**Given data**:
#[cfg(test)]
mod tests {
    use super::*;

    const RED: Rgba<u8> = Rgba([255, 0, 0, 255]);

    fn engine(props: ToolProperties) -> BrushEngine {
        BrushEngine::with_seed(props, 7)
    }

    fn alpha_at(doc: &Document, x: u32, y: u32) -> u8 {
        doc.active_pixel(x, y).map(|p| p[3]).unwrap_or(0)
    }

    #[test]
    fn single_dab_paints_disc() {
        let mut doc = Document::new(50, 50).unwrap();
        let mut brush = engine(ToolProperties { color: RED, ..Default::default() });
        let dirty = brush.begin_stroke(&mut doc, pos2(25.0, 25.0), None).unwrap();
        assert!(dirty.is_some());
        assert_eq!(doc.active_pixel(25, 25), Some(RED));
        assert_eq!(doc.active_pixel(22, 25), Some(RED));
        assert_eq!(alpha_at(&doc, 31, 25), 0);
        assert_eq!(brush.end_stroke(), Some("Brush Stroke"));
    }

    #[test]
    fn segment_connects_samples() {
        let mut doc = Document::new(40, 10).unwrap();
        let mut brush = engine(ToolProperties { size: 2.0, ..Default::default() });
        brush.begin_stroke(&mut doc, pos2(5.0, 5.0), None).unwrap();
        brush.stroke_to(&mut doc, pos2(35.0, 5.0));
        for x in 5..35 {
            assert_eq!(alpha_at(&doc, x, 4), 255, "x={x}");
        }
        assert_eq!(alpha_at(&doc, 20, 8), 0);
    }

    #[test]
    fn square_shape_fills_corners() {
        let mut doc = Document::new(20, 20).unwrap();
        let props = ToolProperties { shape: BrushShape::Square, size: 6.0, ..Default::default() };
        let mut brush = engine(props);
        brush.begin_stroke(&mut doc, pos2(10.0, 10.0), None).unwrap();
        assert_eq!(alpha_at(&doc, 7, 7), 255);
        assert_eq!(alpha_at(&doc, 12, 12), 255);
        assert_eq!(alpha_at(&doc, 13, 13), 0);

        let mut round = Document::new(20, 20).unwrap();
        let mut brush = engine(ToolProperties { size: 6.0, ..Default::default() });
        brush.begin_stroke(&mut round, pos2(10.0, 10.0), None).unwrap();
        assert_eq!(alpha_at(&round, 7, 7), 0);
    }

    #[test]
    fn diagonal_square_stroke_keeps_its_width() {
        let mut doc = Document::new(80, 80).unwrap();
        let props = ToolProperties { shape: BrushShape::Square, size: 10.0, ..Default::default() };
        let mut brush = engine(props);
        brush.begin_stroke(&mut doc, pos2(20.0, 20.0), None).unwrap();
        brush.stroke_to(&mut doc, pos2(60.0, 60.0));
        assert_eq!(alpha_at(&doc, 40, 40), 255);
        // 2.8px from the line
        assert_eq!(alpha_at(&doc, 42, 38), 255);
        // 6.4px from the line, outside a half-width of 5
        assert_eq!(alpha_at(&doc, 44, 35), 0);
        assert_eq!(alpha_at(&doc, 35, 44), 0);
        // square cap runs 5px past the end along the stroke direction
        assert_eq!(alpha_at(&doc, 63, 63), 255);
        assert_eq!(alpha_at(&doc, 64, 64), 0);
    }

    #[test]
    fn marker_paints_half_alpha() {
        let mut doc = Document::new(10, 10).unwrap();
        let props = ToolProperties { brush_type: BrushType::Marker, color: RED, ..Default::default() };
        let mut brush = engine(props);
        brush.begin_stroke(&mut doc, pos2(5.0, 5.0), None).unwrap();
        assert_eq!(alpha_at(&doc, 5, 5), 128);
    }

    #[test]
    fn eraser_removes_alpha() {
        let mut doc = Document::new(10, 10).unwrap();
        doc.active_layer_mut().unwrap().pixels.fill(RED);
        let props = ToolProperties { brush_type: BrushType::Eraser, size: 4.0, ..Default::default() };
        let mut brush = engine(props);
        brush.begin_stroke(&mut doc, pos2(5.0, 5.0), None).unwrap();
        assert_eq!(alpha_at(&doc, 5, 5), 0);
        assert_eq!(alpha_at(&doc, 0, 0), 255);
        assert_eq!(brush.end_stroke(), Some("Eraser"));
    }

    #[test]
    fn flow_and_falloff_scale_alpha() {
        let props = ToolProperties { flow: 50.0, falloff: 20.0, ..Default::default() };
        assert_eq!(props.falloff_distance(), Some(100.0));
        assert!((props.effective_alpha(0.0) - 0.5).abs() < 1e-6);
        assert!((props.effective_alpha(50.0) - 0.25).abs() < 1e-6);
        assert_eq!(props.effective_alpha(150.0), 0.0);
        assert_eq!(ToolProperties::default().effective_alpha(1e6), 1.0);
    }

    #[test]
    fn falloff_fades_long_strokes() {
        let mut doc = Document::new(200, 10).unwrap();
        let props = ToolProperties { size: 2.0, falloff: 100.0, ..Default::default() };
        let mut brush = engine(props);
        brush.begin_stroke(&mut doc, pos2(1.0, 5.0), None).unwrap();
        brush.stroke_to(&mut doc, pos2(100.0, 5.0));
        assert_eq!(alpha_at(&doc, 1, 4), 255);
        // 20px falloff distance: painted nothing on the long segment
        assert_eq!(alpha_at(&doc, 60, 4), 0);
    }

    #[test]
    fn vertical_symmetry_mirrors_dab() {
        let mut doc = Document::new(40, 20).unwrap();
        let props = ToolProperties { size: 2.0, symmetry: SymmetryMode::Vertical, ..Default::default() };
        let mut brush = engine(props);
        brush.begin_stroke(&mut doc, pos2(10.5, 10.5), None).unwrap();
        assert_eq!(alpha_at(&doc, 10, 10), 255);
        assert_eq!(alpha_at(&doc, 29, 10), 255);
    }

    #[test]
    fn spray_is_reproducible_and_bounded() {
        let props = ToolProperties { brush_type: BrushType::Spray, size: 20.0, ..Default::default() };
        let mut a = Document::new(60, 60).unwrap();
        let mut b = Document::new(60, 60).unwrap();
        engine(props).begin_stroke(&mut a, pos2(30.0, 30.0), None).unwrap();
        engine(props).begin_stroke(&mut b, pos2(30.0, 30.0), None).unwrap();
        assert_eq!(a.layers()[0].pixels, b.layers()[0].pixels);

        let painted: Vec<(u32, u32)> = (0..60)
            .flat_map(|y| (0..60).map(move |x| (x, y)))
            .filter(|(x, y)| alpha_at(&a, *x, *y) > 0)
            .collect();
        assert!(!painted.is_empty() && painted.len() <= 40);
        for (x, y) in painted {
            assert!((x as f32 - 30.0).abs() <= 12.0 && (y as f32 - 30.0).abs() <= 12.0);
        }
    }

    #[test]
    fn textured_tip_is_cached_and_translucent() {
        let mut doc = Document::new(40, 40).unwrap();
        let props = ToolProperties { shape: BrushShape::Textured, size: 16.0, color: RED, ..Default::default() };
        let mut brush = engine(props);
        brush.begin_stroke(&mut doc, pos2(20.0, 20.0), None).unwrap();
        let key = brush.tip.as_ref().map(|t| t.key);
        brush.stroke_to(&mut doc, pos2(24.0, 20.0));
        assert_eq!(brush.tip.as_ref().map(|t| t.key), key);
        let max_alpha = doc.layers()[0].pixels.pixels().chunks(4).map(|p| p[3]).max().unwrap();
        assert!(max_alpha > 0);

        brush.properties.size = 8.0;
        brush.stroke_to(&mut doc, pos2(26.0, 20.0));
        assert_ne!(brush.tip.as_ref().map(|t| t.key), key);
    }

    #[test]
    fn clone_copies_offset_composite() {
        let mut doc = Document::new(60, 60).unwrap();
        let mut composite = PixelSurface::new(60, 60).unwrap();
        composite.put_pixel(20, 20, Rgba([0, 200, 0, 255]));
        composite.put_pixel(25, 20, Rgba([0, 0, 200, 255]));

        let props = ToolProperties { brush_type: BrushType::Clone, size: 2.0, ..Default::default() };
        let mut brush = engine(props);
        brush.set_clone_source(pos2(10.0, 10.0));
        assert!(brush.needs_composite());
        brush.begin_stroke(&mut doc, pos2(30.0, 30.0), Some(composite)).unwrap();
        assert_eq!(brush.clone_stamp.offset, Some(vec2(-20.0, -20.0)));
        brush.stroke_to(&mut doc, pos2(40.5, 40.5));
        assert_eq!(doc.active_pixel(40, 40), Some(Rgba([0, 200, 0, 255])));
        brush.stroke_to(&mut doc, pos2(45.5, 40.5));
        assert_eq!(doc.active_pixel(45, 40), Some(Rgba([0, 0, 200, 255])));

        assert_eq!(brush.end_stroke(), Some("Clone Stamp"));
        assert_eq!(brush.clone_stamp.offset, None);
        assert_eq!(brush.clone_stamp.source, Some(pos2(10.0, 10.0)));
    }

    #[test]
    fn clone_without_source_paints_nothing() {
        let mut doc = Document::new(10, 10).unwrap();
        let props = ToolProperties { brush_type: BrushType::Clone, ..Default::default() };
        let mut brush = engine(props);
        assert_eq!(brush.begin_stroke(&mut doc, pos2(5.0, 5.0), None).unwrap(), None);
        assert_eq!(brush.end_stroke(), None);
    }

    #[test]
    fn begin_without_active_layer_fails() {
        let mut doc = Document::empty(10, 10).unwrap();
        let mut brush = BrushEngine::default();
        assert!(matches!(
            brush.begin_stroke(&mut doc, pos2(1.0, 1.0), None),
            Err(EditError::NoActiveLayer)
        ));
        assert!(!brush.is_stroking());
    }

    #[test]
    fn second_begin_is_refused_until_the_stroke_ends() {
        let mut doc = Document::new(20, 20).unwrap();
        let mut brush = engine(ToolProperties::default());
        brush.begin_stroke(&mut doc, pos2(5.0, 5.0), None).unwrap();
        assert!(matches!(
            brush.begin_stroke(&mut doc, pos2(15.0, 15.0), None),
            Err(EditError::StrokeInProgress)
        ));
        assert_eq!(alpha_at(&doc, 15, 15), 0);
        assert_eq!(brush.end_stroke(), Some("Brush Stroke"));
        assert!(brush.begin_stroke(&mut doc, pos2(15.0, 15.0), None).is_ok());
    }

    #[test]
    fn jitter_stays_within_bounds() {
        let mut brush = engine(ToolProperties { jitter: 6.0, ..Default::default() });
        for _ in 0..200 {
            let p = brush.jittered(pos2(50.0, 50.0));
            assert!((p.x - 50.0).abs() <= 3.0 && (p.y - 50.0).abs() <= 3.0);
        }
    }
}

**Your assignment**:
Filter the records, keeping only lines that contain "dirty", and show those lines.

**Exercise result**:
        let dirty = brush.begin_stroke(&mut doc, pos2(25.0, 25.0), None).unwrap();
        assert!(dirty.is_some());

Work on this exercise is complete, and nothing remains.